Il y avait, en ce temps là, dans la commune d'Elven, un pauvre paysan veuf, nommé Billy, qui n'avait pour tout bien au monde qu'une jolie fille, la perle du pays, et qu'on nommait la belle Jeannette; mais quoiqu'on fût alors bien moins avide d'argent qu'aujourd'hui, personne n'enviait le trésor du bonhomme, et les gars du pays, qui faisaient volontiers danser Jeannette, et lui disaient de beaux compliments, ne parlaient point de l'épouser.
-Ah! si j'avais une bonne ferme, disait le pauvre Billy, je la ferais si bien valoir que ma fille serait bientôt recherchée par les plus hupés de nos gars; mais avec un pauvre salaire de journalier à douze sous, comment mettre quelques petits liards de côté ?.... Si tant seulement notre seigneur de Largoët voulait m'aider de quelques avances, je lui défricherais ses landes, et nous gagnerions tous deux à ce travail....
La faim, comme on dit, fait sortir le loup du bois, et le père Billy, ayant bien arrêté son projet dans sa tête, se rendit au château de Largoët, offrit à son seigneur d'être son tenancier et de mettre ses landes en bon rapport, s'il voulait le pourvoir de bonnes avances.

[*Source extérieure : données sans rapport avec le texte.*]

//! Input plumbing: event types, click targets, and pixel → cell conversion.
//!
//! Rendering registers click targets with semantic action IDs (see
//! `city::actions`); the host converts a DOM click into a terminal cell and
//! hit-tests it here.

use ratzilla::ratatui::layout::Rect;

/// Input events, normalized from keyboard, mouse, and touch sources.
#[derive(Debug, Clone, PartialEq)]
pub enum InputEvent {
    /// A key press from keyboard.
    Key(char),
    /// A click/tap on a registered target, identified by its action ID.
    Click(u16),
}

/// A region on screen that can be tapped/clicked to trigger an action.
#[derive(Debug, Clone)]
pub struct ClickTarget {
    /// Hit region in terminal cell coordinates.
    pub rect: Rect,
    pub action_id: u16,
}

/// Shared state between the render loop and the click handler.
/// Targets are rebuilt on every frame.
pub struct ClickState {
    pub targets: Vec<ClickTarget>,
    pub terminal_cols: u16,
    pub terminal_rows: u16,
}

impl ClickState {
    pub fn new() -> Self {
        Self {
            targets: Vec::new(),
            terminal_cols: 0,
            terminal_rows: 0,
        }
    }

    /// Start a new frame: record the terminal size and drop last frame's targets.
    pub fn begin_frame(&mut self, area: Rect) {
        self.terminal_cols = area.width;
        self.terminal_rows = area.height;
        self.targets.clear();
    }

    pub fn add_click_target(&mut self, rect: Rect, action_id: u16) {
        self.targets.push(ClickTarget { rect, action_id });
    }

    /// Register a full-row click target at the given row within an area.
    pub fn add_row_target(&mut self, area: Rect, row: u16, action_id: u16) {
        if row >= area.y && row < area.y + area.height {
            self.targets.push(ClickTarget {
                rect: Rect::new(area.x, row, area.width, 1),
                action_id,
            });
        }
    }

    /// Register click targets for a horizontal tab bar.
    ///
    /// Each entry in `tab_widths` is `(display_width, action_id)` of a padded
    /// label. Each target covers its label plus half of the neighbouring
    /// separators; the first and last tabs extend to the edges of the bar.
    pub fn register_tab_targets(
        &mut self,
        tab_widths: &[(u16, u16)],
        separator_width: u16,
        x: u16,
        y: u16,
        total_width: u16,
        height: u16,
    ) {
        let n = tab_widths.len();
        if n == 0 || total_width == 0 {
            return;
        }

        let mut starts: Vec<u16> = Vec::with_capacity(n);
        let mut cursor: u16 = 0;
        for (i, &(w, _)) in tab_widths.iter().enumerate() {
            if i > 0 {
                cursor += separator_width;
            }
            starts.push(cursor);
            cursor += w;
        }

        for i in 0..n {
            let (_, action_id) = tab_widths[i];
            let left = if i == 0 {
                0
            } else {
                let prev_end = starts[i - 1] + tab_widths[i - 1].0;
                prev_end + (starts[i] - prev_end) / 2
            };
            let right = if i == n - 1 {
                total_width
            } else {
                let cur_end = starts[i] + tab_widths[i].0;
                cur_end + (starts[i + 1] - cur_end) / 2
            };

            let w = right.saturating_sub(left);
            if w > 0 {
                self.add_click_target(Rect::new(x + left, y, w, height), action_id);
            }
        }
    }

    /// Hit-test a terminal cell against all registered targets.
    /// Later registrations win where targets overlap.
    pub fn hit_test(&self, col: u16, row: u16) -> Option<u16> {
        self.targets.iter().rev().find_map(|t| {
            let r = &t.rect;
            if col >= r.x && col < r.x + r.width && row >= r.y && row < r.y + r.height {
                Some(t.action_id)
            } else {
                None
            }
        })
    }

    /// Convert a click relative to the grid's top-left corner into a cell.
    pub fn cell_at(&self, click_x: f64, click_y: f64, grid_width: f64, grid_height: f64) -> Option<(u16, u16)> {
        let col = pixel_x_to_col(click_x, grid_width, self.terminal_cols)?;
        let row = pixel_y_to_row(click_y, grid_height, self.terminal_rows)?;
        Some((col, row))
    }
}

/// Whether a screen width (in columns) should use the stacked layout.
pub fn is_narrow_layout(width: u16) -> bool {
    width < 70
}

/// Convert a pixel Y coordinate (relative to the grid's top edge) to a row.
/// Returns `None` outside the grid or for degenerate sizes.
pub fn pixel_y_to_row(click_y: f64, grid_height: f64, terminal_rows: u16) -> Option<u16> {
    if grid_height <= 0.0 || terminal_rows == 0 || click_y < 0.0 {
        return None;
    }
    let cell_height = grid_height / terminal_rows as f64;
    let row = (click_y / cell_height) as u16;
    if row >= terminal_rows { None } else { Some(row) }
}

/// Convert a pixel X coordinate (relative to the grid's left edge) to a column.
pub fn pixel_x_to_col(click_x: f64, grid_width: f64, terminal_cols: u16) -> Option<u16> {
    if grid_width <= 0.0 || terminal_cols == 0 || click_x < 0.0 {
        return None;
    }
    let cell_width = grid_width / terminal_cols as f64;
    let col = (click_x / cell_width) as u16;
    if col >= terminal_cols { None } else { Some(col) }
}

-Soit, dit le seigneur, je vais te donner cent écus, un bon troupeau et les instruments qui te manquent, mais il faut qu'en trois ans tu aies planté, hayé et défriché tout le terrain qui s'étend derrière mon parc.
Heureux du marché, le bonhomme, qui ne doutait de rien, se mit de suite à la besogne. Avec les cent écus, il bâtit un logement pour sa fille et pour lui, et aussi une étable pour ses bêtes; avec cent écus dans ce temps là on mettait bien des pierres les unes sur les autres. Une fois logé, le bonhomme prit des valets et avec eux fossoya, ouvrit, ensemença un grand champ et vécut toute l'année d'emprunts; mais, à la fin de cette année, il se trouva plus pauvre qu'au commencement, car il avait des dettes et n'avait pas de grains. Le temps avait été contraire aux récoltes qu'il avait mal fumées, et les valets, peu nourris et pas payés, avaient quitté la tenue.
Un jour que le malheureux Billy creusait seul un fossé, et que la sueur au front et la fatigue aux reins, il se désolait sur son triste sort, il s'écria tout-à-coup en s'arrachant les cheveux : Oui, pour un rien je m'donnerais au diable !!!
Aussitôt Satan parut et lui dit : - Maître, je suis à ton service. - Non pas, non pas, dit le bonhomme, j'aime mieux travailler seul. Mais je serai ton valet, et sans gages! - Oh! que non, dit le paysan, tu ne donnes jamais rien pour rien, toi! - Allons, dit Satan, ne jouons pas au plus fin et faisons marché... J'ai pitié de toi, car je suis bon diable, vois-tu, et je te servirai pour rien pendant un an et un jour, à la seule condition que tu ne me laisseras jamais manquer d'ouvrage; mais au premier chômage, je.... - Tu m'emporteras, n'est-ce pas ? dit le paysan, eh bien ! je refuse.... ! - Mais non, maître sot, dit Satan, tu ne me serais bon à rien toi, tandis qu'avec ta fille, qui est si jolie, je damnerais bien des chrétiens.... - Moi, te donner ma fille, dit le bonhomme Billy, va-t-en maudit... - Mais écoutez donc au moins tout ce que je veux te dire, avant de rejeter ainsi un marché avantageux... Si tu restes toujours dans la misère, ta fille ne trouvera pas à se marier... - Eh bien qu'elle reste fille toute sa vie, ça m'est égal! - Oh oui, ça t'est égal à toi, c'est possible, mais à elle !... Elle fera comme tu viens de faire, elle se donnera au diable comme toi, et je t'assure que le cadeau sera accepté...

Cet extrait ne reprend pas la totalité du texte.